After being delayed for several months, the case between Banks Holdings Limited of Barbados and the Belize Citrus Growers Association Investment Company Limited and Citrus Products of Belize Limited reached trial before Justice Rita Joseph Olivetti in the Belize Supreme Court yesterday, Monday, September 16.

Although the litigation is now set for trial, any arguments by both sides have been put on hold. Yesterday afternoon, after half a day’s adjournment, Senior Counsel Andrew Marshalleck, who represented Banks Holdings Ltd., informed the court that both sides have agreed on a settlement to quash the dispute between them.

The dispute arose over three points of contention: (1) the appointment of a chairman to the CPBL Board of Directors; (2) the method by which decisions of the board are taken; and last but certainly not least, (3) the questionable management of the company, under the leadership of CEO Dr. Henry Canton, who has reportedly been repeatedly accused of bad faith and poor management, yet citrus growers have been unable to remove him from his seat.

Neither side was willing to speak on record as they left the court as to the substance of the settlement or even the nature of the dispute itself. However, Derek Courtenay, the attorney for Banks Holdings Ltd., entered a motion during the court session suggesting that they wanted relief on the matter of possible arbitration of the dispute, which is allowed by the terms of the Investment Agreement.

The agreement states that where there is a material dispute, which is defined as a problem that is not resolved within 45 days of its inception, relief is entitled. Courtenay asked Justice Olivetti to make a declaration that the nature of the dispute and the surrounding circumstances are such that it would result in the decimation of CPBL.

This claim was emphatically rejected by the other side, which was represented by Senior Counsel Eamon Courtenay. Their belief is that the court has no jurisdiction to make such a declaration. He further added that there is absolutely nothing that prevents the two sides from going to arbitration under the terms of the Investment Agreement.

At that time, the court asked both sides to meet in his chambers. After about an hour, they emerged, only to diverge into separate meetings, after which Derek Courtenay asked for further adjournment, and that was when the settlement was announced.

Banks Holdings Ltd. and the Belize Citrus Growers Association Investment Company Ltd. have been at loggerheads over the management of CPBL since 2010, when there was an unsuccessful attempt to oust Canton as CEO of CPBL. CPBL is the principal processor for the tons of orange and grapefruit delivered annually by farmers from around the country, to be made into juice and other citrus products.

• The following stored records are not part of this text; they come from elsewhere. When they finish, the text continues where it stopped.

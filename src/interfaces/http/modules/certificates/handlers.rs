//! Certificate issuing and public verification

use axum::extract::{Path, State};
use axum::Extension;

use crate::application::services::certificates::{CertificateVerification, IssuedCertificate};
use crate::application::AppServices;
use crate::infrastructure::database::entities::certificate;
use crate::interfaces::http::common::{ok, ApiResult};
use crate::interfaces::http::middleware::AuthenticatedUser;

#[utoipa::path(
    post,
    path = "/api/v1/courses/{id}/certificate",
    tag = "Certificates",
    security(("bearer_auth" = [])),
    params(("id" = String, Path, description = "Course ID")),
    responses(
        (status = 200, description = "Certificate; issuing twice returns the first one"),
        (status = 400, description = "Course not completed")
    )
)]
pub async fn issue_certificate(
    State(app): State<AppServices>,
    Extension(user): Extension<AuthenticatedUser>,
    Path(id): Path<String>,
) -> ApiResult<IssuedCertificate> {
    ok(app.certificates.issue(&user.actor(), &id).await?)
}

#[utoipa::path(
    get,
    path = "/api/v1/certificates/me",
    tag = "Certificates",
    security(("bearer_auth" = [])),
    responses((status = 200, description = "The caller's certificates"))
)]
pub async fn my_certificates(
    State(app): State<AppServices>,
    Extension(user): Extension<AuthenticatedUser>,
) -> ApiResult<Vec<certificate::Model>> {
    ok(app.certificates.list_for_student(&user.user_id).await?)
}

#[utoipa::path(
    get,
    path = "/api/v1/certificates/verify/{code}",
    tag = "Certificates",
    params(("code" = String, Path, description = "Verification code, case-insensitive")),
    responses(
        (status = 200, description = "Certificate is genuine"),
        (status = 404, description = "Unknown code")
    )
)]
pub async fn verify_certificate(
    State(app): State<AppServices>,
    Path(code): Path<String>,
) -> ApiResult<CertificateVerification> {
    ok(app.certificates.verify(&code).await?)
}
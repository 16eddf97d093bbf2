use sea_orm::entity::prelude::*;
use serde::{Deserialize, Serialize};

#[derive(Debug, Clone, Copy, PartialEq, Eq, EnumIter, DeriveActiveEnum, Serialize, Deserialize)]
#[sea_orm(rs_type = "String", db_type = "String(StringLen::N(16))")]
#[serde(rename_all = "SCREAMING_SNAKE_CASE")]
pub enum WaitlistStatus {
    #[sea_orm(string_value = "WAITING")]
    Waiting,
    #[sea_orm(string_value = "NOTIFIED")]
    Notified,
    #[sea_orm(string_value = "ENROLLED")]
    Enrolled,
    #[sea_orm(string_value = "LEFT")]
    Left,
}

impl WaitlistStatus {
    /// Still holding a place in the queue.
    pub fn is_queued(&self) -> bool {
        matches!(self, Self::Waiting | Self::Notified)
    }
}

impl std::fmt::Display for WaitlistStatus {
    fn fmt(&self, f: &mut std::fmt::Formatter<'_>) -> std::fmt::Result {
        f.write_str(match self {
            Self::Waiting => "WAITING",
            Self::Notified => "NOTIFIED",
            Self::Enrolled => "ENROLLED",
            Self::Left => "LEFT",
        })
    }
}
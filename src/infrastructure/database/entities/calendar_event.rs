use sea_orm::entity::prelude::*;
use serde::{Deserialize, Serialize};

pub use crate::domain::calendar::EventKind;

#[derive(Clone, Debug, PartialEq, Eq, DeriveEntityModel, Serialize, Deserialize)]
#[sea_orm(table_name = "calendar_events")]
pub struct Model {
    #[sea_orm(primary_key, auto_increment = false)]
    pub id: String,
    #[sea_orm(nullable)]
    pub course_id: Option<String>,
    pub owner_id: String,
    pub title: String,
    #[sea_orm(column_type = "Text", nullable)]
    pub description: Option<String>,
    pub kind: EventKind,
    pub starts_at: DateTimeUtc,
    pub ends_at: DateTimeUtc,
    #[sea_orm(nullable)]
    pub location: Option<String>,
    #[sea_orm(nullable)]
    pub meeting_url: Option<String>,
    pub created_at: DateTimeUtc,
}

#[derive(Copy, Clone, Debug, EnumIter, DeriveRelation)]
pub enum Relation {
    #[sea_orm(
        belongs_to = "super::course::Entity",
        from = "Column::CourseId",
        to = "super::course::Column::Id",
        on_delete = "Cascade"
    )]
    Course,
}

impl ActiveModelBehavior for ActiveModel {}
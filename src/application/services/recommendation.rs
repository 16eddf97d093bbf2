//! Personalised course recommendations

use std::collections::{HashMap, HashSet};

use chrono::Utc;
use sea_orm::{
    ActiveModelTrait, ColumnTrait, DatabaseConnection, EntityTrait, QueryFilter, QueryOrder,
    QuerySelect, Set, TransactionTrait,
};
use serde::Serialize;
use tracing::info;

use super::new_id;
use super::reviews::rating_summaries;
use crate::config::RecommendationConfig;
use crate::domain::course::CourseStatus;
use crate::domain::enrollment::EnrollmentStatus;
use crate::domain::recommendation::{peers, score, Candidate, Reason, Weights};
use crate::infrastructure::database::entities::{course, course_tag, enrollment, recommendation};
use crate::shared::errors::DomainResult;

#[derive(Debug, Clone, Serialize)]
pub struct Recommended {
    pub course: course::Model,
    pub score: f64,
    pub reason: String,
    pub explanation: &'static str,
}

pub struct RecommendationService {
    db: DatabaseConnection,
    config: RecommendationConfig,
}

impl RecommendationService {
    pub fn new(db: DatabaseConnection, config: RecommendationConfig) -> Self {
        Self { db, config }
    }

    fn weights(&self) -> Weights {
        Weights {
            collaborative: self.config.collaborative_weight,
            content: self.config.content_weight,
            popularity: self.config.popularity_weight,
        }
    }

    /// Recompute, persist and return the student's recommendations.
    pub async fn recommend(&self, student_id: &str) -> DomainResult<Vec<Recommended>> {
        let live: Vec<(String, String)> = enrollment::Entity::find()
            .select_only()
            .column(enrollment::Column::CourseId)
            .column(enrollment::Column::StudentId)
            .filter(enrollment::Column::Status.is_in([EnrollmentStatus::Active, EnrollmentStatus::Completed]))
            .into_tuple()
            .all(&self.db)
            .await?;
        let mut students_by_course: HashMap<String, HashSet<String>> = HashMap::new();
        for (course_id, student) in live {
            students_by_course.entry(course_id).or_default().insert(student);
        }
        let mine: HashSet<String> = students_by_course
            .iter()
            .filter(|(_, students)| students.contains(student_id))
            .map(|(course_id, _)| course_id.clone())
            .collect();

        let published = course::Entity::find()
            .filter(course::Column::Status.eq(CourseStatus::Published))
            .all(&self.db)
            .await?;
        let features = self.features().await?;
        let feature_set = |c: &course::Model| -> HashSet<String> {
            let mut set = features.get(&c.id).cloned().unwrap_or_default();
            if let Some(category) = &c.category {
                set.insert(format!("category:{}", category.to_lowercase()));
            }
            set
        };

        // Profile covers every enrolled course, published or not.
        let mut profile = HashSet::new();
        if !mine.is_empty() {
            let enrolled = course::Entity::find()
                .filter(course::Column::Id.is_in(mine.iter().cloned()))
                .all(&self.db)
                .await?;
            for c in &enrolled {
                profile.extend(feature_set(c));
            }
        }

        let candidate_courses: Vec<&course::Model> = published.iter().filter(|c| !mine.contains(&c.id)).collect();
        let candidate_ids: Vec<String> = candidate_courses.iter().map(|c| c.id.clone()).collect();
        let ratings = rating_summaries(&self.db, &candidate_ids).await?;
        let candidates: Vec<Candidate> = candidate_courses
            .iter()
            .map(|c| {
                let students = students_by_course.get(&c.id).cloned().unwrap_or_default();
                Candidate {
                    course_id: c.id.clone(),
                    features: feature_set(c),
                    enrollment_count: students.len() as u64,
                    rating_average: ratings.get(&c.id).map(|r| r.average).unwrap_or(0.0),
                    students,
                }
            })
            .collect();
        let peer_set = peers(&mine, &students_by_course, student_id);
        let mut scored = score(&candidates, &profile, &peer_set, self.weights());
        scored.truncate(self.config.limit);

        let now = Utc::now();
        let txn = self.db.begin().await?;
        recommendation::Entity::delete_many()
            .filter(recommendation::Column::StudentId.eq(student_id))
            .exec(&txn)
            .await?;
        for s in &scored {
            recommendation::ActiveModel {
                id: Set(new_id()),
                student_id: Set(student_id.to_string()),
                course_id: Set(s.course_id.clone()),
                score: Set(s.score),
                reason: Set(s.reason.as_str().to_string()),
                created_at: Set(now),
            }
            .insert(&txn)
            .await?;
        }
        txn.commit().await?;
        info!(student_id, count = scored.len(), cold = profile.is_empty(), "Recommendations refreshed");

        self.stored(student_id).await
    }

    /// Last persisted recommendations, best first.
    pub async fn stored(&self, student_id: &str) -> DomainResult<Vec<Recommended>> {
        let rows = recommendation::Entity::find()
            .filter(recommendation::Column::StudentId.eq(student_id))
            .find_also_related(course::Entity)
            .order_by_desc(recommendation::Column::Score)
            .order_by_asc(recommendation::Column::CourseId)
            .limit(self.config.limit as u64)
            .all(&self.db)
            .await?;
        Ok(rows
            .into_iter()
            .filter_map(|(rec, course)| {
                let course = course?;
                let reason = Reason::parse(&rec.reason).unwrap_or(Reason::Popularity);
                Some(Recommended {
                    course,
                    score: rec.score,
                    reason: rec.reason,
                    explanation: reason.describe(),
                })
            })
            .collect())
    }

    /// `tag:{id}` features per course.
    async fn features(&self) -> DomainResult<HashMap<String, HashSet<String>>> {
        let mut out: HashMap<String, HashSet<String>> = HashMap::new();
        for link in course_tag::Entity::find().all(&self.db).await? {
            out.entry(link.course_id).or_default().insert(format!("tag:{}", link.tag_id));
        }
        Ok(out)
    }
}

An initial investment agreement was signed between the two parties in 2006 and amended in 2007. Conflict between the two parties first arose in 2010 over the status of Canton. Since then, it has deepened to the point where, according to attorney for BHL, Derek Courtenay, the two sides have not even been able to agree on things as straightforward as the appointment of a chairman for meetings.

Further information indicates that the two sides need an extraordinary general meeting simply to appoint an auditor for the company.

ICL is reportedly close to an agreement to possibly buy out Banks’ shares in the company, but neither side was willing to confirm that. Both sides have undertaken to get the matter resolved within 21 days, or the case comes back to court.